Some of it is reportedly instigated by normally rival street gangs who have joined forces.
(Even LA police on the West Coast were bracing for trouble from the threat of street gangs going after cops.)
They pay no heed to the family of Freddie Gray, the man who died in police custody under mysterious circumstances, who have urged peace and have expressed dismay over the violence and have condemned it.
Now of course this is all over the ongoing rash of publicized incidents of black people suffering over encounters with mostly white police officers. So yes, there is a reason for frustration. But I think rioting and looting will only hurt the cause.
I know there are a lot of thugs out there and they come in all races, but beyond that I do not understand how anyone would think lawlessness will stop lawlessness.
I’m a white person and I guess I have it good so some will say I just don’t get it, I don’t feel the pain, the stigma, the hopelessness of being a person of color.
I try.
I lived as a child and then a teenager and moved into adulthood in the 50s and 60s, in the time of race riots — burn baby burn. Fortunately for me I was not anywhere near all that. I watched it on television in the safety of my own home in my own peaceful neighborhood.
So yeah, there is a problem. Not everyone lives in such serenity. And not everyone is fortunate to grow up in secure and intact households where there is a history of employment and no worry about discrimination. And I have been doing some reading lately that is beginning to convince me that our nation’s long history of racial discrimination, and we’re talking primarily against blacks (most of whom have ancestors brought over here as slaves), and how it has left an indelible mark on the succeeding generations.
Too many wind up on the wrong side of the law, from minor things to not so minor things, and a disproportionate share wind up in prison.

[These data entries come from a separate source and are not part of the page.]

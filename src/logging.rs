use tracing_subscriber::EnvFilter;

/// Initialise logging. The default level is `info`; passing `debug = true`
/// (typically from the settings file) raises it to `debug` and lets the
/// `RUST_LOG` environment variable override the filter.
pub fn init(debug: bool) {
    // When debug logging is disabled we force `info` level regardless of the
    // `RUST_LOG` environment variable. This prevents accidental verbose
    // output if the variable happens to be set in the host's environment.
    let level = if debug { "debug" } else { "info" };

    let filter = if debug {
        EnvFilter::try_from_default_env().unwrap_or_else(|_| EnvFilter::new(level))
    } else {
        EnvFilter::new(level)
    };

    let _ = tracing_subscriber::fmt().with_env_filter(filter).try_init();
}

In this atmosphere there is too much fear, too much disrespect, and way too much bitterness toward the law, which is more often than not represented by white police officers. Why mostly white police officers? Departments say they can’t get enough blacks who want to be connected to the despised police.
(In all of this, even successful black people complain of being harassed by police, stopped for no reason at all, and being treated with disrespect.)
But no one is helped and so many are hurt by the senseless violence.
Those who have grievances would do better to move through politics. While we hear reports and suggestions that the movement to deny the franchise to blacks is alive and well in many areas, overall most of all of that is gone.
But police forces everywhere need to become active, or pro-active as people like to say, in an all-out effort to make their departments resemble their own communities and to have citizen oversight, and to weed out bad cops.
We don’t know what happened in Baltimore, that is we don’t know how Freddie Gray met his death or why and we need to find out.
But the violence is counterproductive.
People all over the nation see this on their televisions and computers and smartphones. They assess things, and they vote.
How do you think that affects the attitude of people who may be skeptical for the need for change?
Justice will only be served by peaceful demonstrations and lawful political pressure, and of course the court system.
P.s.
Gleaning the news of all of this I see that people looted stores, simply pulling up in their cars at a mall and taking what they wanted and leaving, and that a pharmacy was torched. So now their fellow citizens could be without some stores if the powers that be feel it’s not a good neighborhood for them, and what about the poor folks who need medicine?
I do feel sorry for the law-abiding citizens of color who have to live there and suffer by association with those who have no respect for civil order. I imagine that they are often intimidated by them.